• _Source information_

────────

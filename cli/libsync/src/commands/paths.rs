//! `libsync paths` — show where the cache lives.

use std::path::Path;

use anyhow::{bail, Result};
use libsync_registry::CacheLayout;

use crate::manifest::LibsyncManifest;

/// Print the resolved cache locations, optionally for one library version.
pub fn run(
    project_dir: &Path,
    manifest: &LibsyncManifest,
    lib: Option<&str>,
    version: Option<&str>,
) -> Result<()> {
    let layout = CacheLayout::new(
        manifest.cache_root(project_dir),
        manifest.sync.base_url.as_deref(),
    );

    match (lib, version) {
        (Some(lib), Some(version)) => {
            println!("{}", layout.lib_version_dir(lib, version).display());
        }
        (None, None) => {
            println!("cache root: {}", layout.root().display());
            println!("libraries:  {}", layout.libraries_dir().display());
            println!("registry:   {}", layout.registry_file().display());
        }
        _ => bail!("--lib and --version must be given together"),
    }
    Ok(())
}

#[cfg(test)]
mod tests {
    use super::*;

    #[test]
    fn lib_without_version_is_rejected() {
        let manifest = LibsyncManifest::default();
        assert!(run(Path::new("/site"), &manifest, Some("bem-core"), None).is_err());
    }

    #[test]
    fn prints_layout() {
        let manifest = LibsyncManifest::default();
        run(Path::new("/site"), &manifest, None, None).unwrap();
        run(Path::new("/site"), &manifest, Some("bem-core"), Some("v2")).unwrap();
    }
}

────────

• _Problem details_
Give the number of lines in the records above in which the word "manifest" appears. Include no other text.

• _Exercise solution_
9